Amidst the Coronavirus pandemic, we are all history in the making


I can’t help but think about the duality of historical archives as we go through a pandemic

Maybe one day we'll read about us

By Jasleen Kaur  May 15th, 2020

Pearl Harbor, Hawaii
Ruin Bars, Hungary
Bridge of Sighs, Italy
Dachau Concentration Camp, Germany

How apart, but its rather peculiar how these very different locations across the globe provoked in me the duality of historical archives, each time I visited them. While, I do believe that recorded history is nothing but essential facts and statistics. Per contra, I do also think there are always two sides to each story, frames of reference that might or might not have been recoded. While the history is in making, I am sure little do the then humans realize how vital an era they are living in. I wonder, if Anne Frank would have known about her diary going to press and millions getting hands on it- would she have written things any differently? What if Freud were to know his cozy home would once become crowded with tourists- he would have frowned upon the idea!
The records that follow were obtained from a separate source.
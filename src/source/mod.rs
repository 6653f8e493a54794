//! Collaborator interfaces for channel lookup and source resolution
//!
//! The manager does not talk to a database or to cameras itself. A
//! [`ChannelDirectory`] answers "does this channel exist and how do I reach
//! it", and a [`SourceResolver`] turns that answer into the locator handed to
//! the transcoder, possibly after a round trip to the device.

pub mod rtsp;

use std::collections::HashMap;
use std::fmt;

use async_trait::async_trait;
use parking_lot::RwLock;

use crate::error::{Error, Result};

pub use rtsp::RtspResolver;

/// Default frame rate when the channel has no stream configuration
pub const DEFAULT_FRAME_RATE: f64 = 20.0;

/// Login for a device
#[derive(Clone, PartialEq, Eq)]
pub struct Credentials {
    pub username: String,
    pub password: String,
}

impl Credentials {
    pub fn new(username: impl Into<String>, password: impl Into<String>) -> Self {
        Self {
            username: username.into(),
            password: password.into(),
        }
    }
}

impl fmt::Debug for Credentials {
    fn fmt(&self, f: &mut fmt::Formatter<'_>) -> fmt::Result {
        f.debug_struct("Credentials")
            .field("username", &self.username)
            .field("password", &"******")
            .finish()
    }
}

/// How to reach a channel
#[derive(Debug, Clone, PartialEq, Eq)]
pub struct ConnectionDescriptor {
    /// Host (or host:port of the recorder) serving the stream
    pub address: String,
    /// Device login
    pub credentials: Credentials,
    /// Channel number on the device
    pub channel_no: u32,
    /// RTSP port if already known
    pub rtsp_port: Option<u16>,
    /// Whether the channel is enabled
    pub active: bool,
}

/// Stream configuration reported by the device
#[derive(Debug, Clone, Default, PartialEq, Eq)]
pub struct StreamConfig {
    pub width: Option<u32>,
    pub height: Option<u32>,
    pub video_codec: Option<String>,
    /// Maximum frame rate in hundredths of a frame per second (2500 = 25 fps)
    pub max_frame_rate: Option<u32>,
}

impl StreamConfig {
    /// Frame rate in frames per second
    pub fn frame_rate(&self) -> f64 {
        match self.max_frame_rate {
            Some(rate) if rate > 0 => rate as f64 / 100.0,
            _ => DEFAULT_FRAME_RATE,
        }
    }

    /// Resolution, if both dimensions are known
    pub fn resolution(&self) -> Option<(u32, u32)> {
        Some((self.width?, self.height?))
    }
}

/// Everything the directory knows about one channel
#[derive(Debug, Clone, PartialEq, Eq)]
pub struct ChannelDescriptor {
    pub device_id: u64,
    pub channel_id: u64,
    pub connection: ConnectionDescriptor,
    pub stream: Option<StreamConfig>,
}

/// Locator of a live source, e.g. an RTSP URL
///
/// The `Display` and `Debug` forms mask the password so locators can be
/// logged freely.
#[derive(Clone, PartialEq, Eq)]
pub struct SourceLocator {
    url: String,
    masked: String,
}

impl SourceLocator {
    /// Create a locator from a full URL and its masked form
    pub fn new(url: impl Into<String>, masked: impl Into<String>) -> Self {
        Self {
            url: url.into(),
            masked: masked.into(),
        }
    }

    /// Create a locator that carries no secrets
    pub fn public(url: impl Into<String>) -> Self {
        let url = url.into();
        Self {
            masked: url.clone(),
            url,
        }
    }

    /// Full URL, including credentials
    pub fn as_str(&self) -> &str {
        &self.url
    }

    /// URL with credentials masked
    pub fn masked(&self) -> &str {
        &self.masked
    }
}

impl fmt::Display for SourceLocator {
    fn fmt(&self, f: &mut fmt::Formatter<'_>) -> fmt::Result {
        f.write_str(&self.masked)
    }
}

impl fmt::Debug for SourceLocator {
    fn fmt(&self, f: &mut fmt::Formatter<'_>) -> fmt::Result {
        f.debug_tuple("SourceLocator").field(&self.masked).finish()
    }
}

/// Device/channel lookup
#[async_trait]
pub trait ChannelDirectory: Send + Sync + 'static {
    /// Look up a channel; fails with [`Error::NotFound`] if the device or
    /// channel does not exist
    async fn lookup(&self, device_id: u64, channel_id: u64) -> Result<ChannelDescriptor>;
}

/// Resolution of the final source locator
#[async_trait]
pub trait SourceResolver: Send + Sync + 'static {
    /// Resolve the locator for a channel; transport or auth failures should
    /// be reported as [`Error::UpstreamUnreachable`]
    async fn resolve(&self, channel: &ChannelDescriptor) -> Result<SourceLocator>;
}

/// In-memory channel directory
#[derive(Debug, Default)]
pub struct StaticDirectory {
    channels: RwLock<HashMap<(u64, u64), ChannelDescriptor>>,
}

impl StaticDirectory {
    pub fn new() -> Self {
        Self::default()
    }

    /// Add or replace a channel
    pub fn insert(&self, channel: ChannelDescriptor) {
        self.channels
            .write()
            .insert((channel.device_id, channel.channel_id), channel);
    }

    /// Remove a channel
    pub fn remove(&self, device_id: u64, channel_id: u64) -> Option<ChannelDescriptor> {
        self.channels.write().remove(&(device_id, channel_id))
    }
}

#[async_trait]
impl ChannelDirectory for StaticDirectory {
    async fn lookup(&self, device_id: u64, channel_id: u64) -> Result<ChannelDescriptor> {
        self.channels
            .read()
            .get(&(device_id, channel_id))
            .cloned()
            .ok_or_else(|| {
                Error::NotFound(format!("channel {} on device {}", channel_id, device_id))
            })
    }
}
I have, somewhat similar feelings being a partaker in the biggest lockdown of the century. We are all history in the making. We all will end up having our versions of struggle and agony, our own tales of adaptation and dissonance. While some of us will pass down the stories of a greener planet to our grandkids, others might talk about the bleeding economy. Time will still be a notional currency. Who agrees with me that COVID19 will become a big marker on the economic-divide in the chapters of world history textbooks? Were you struggling to get your hands on the essentials’ supply, or indulging in the gourmet meals sipping your smooth Merlot after having hoarded those non-fancy basics of life?

I fear what if those beautiful household stories fade out in front of Trump’s collapsed strategy and China’s conspiracy theories. I see so many people doing things they felt they would not be able to manage in this lifetime, to say the least. Families talking about nutrition and preparing fresh meals; mothers spending time with their babies as much as not spent in the last one year. Fitness and workouts are not distant dreams anymore.

Macro news would still rule the content in the museums and historical records but there will be one thing very unusual for anyone studying about this pandemic and that is its concurrence with being the most connected time in the world. This is the age of social media- everything would be so easily dug. Who then will worry about not having enough voices?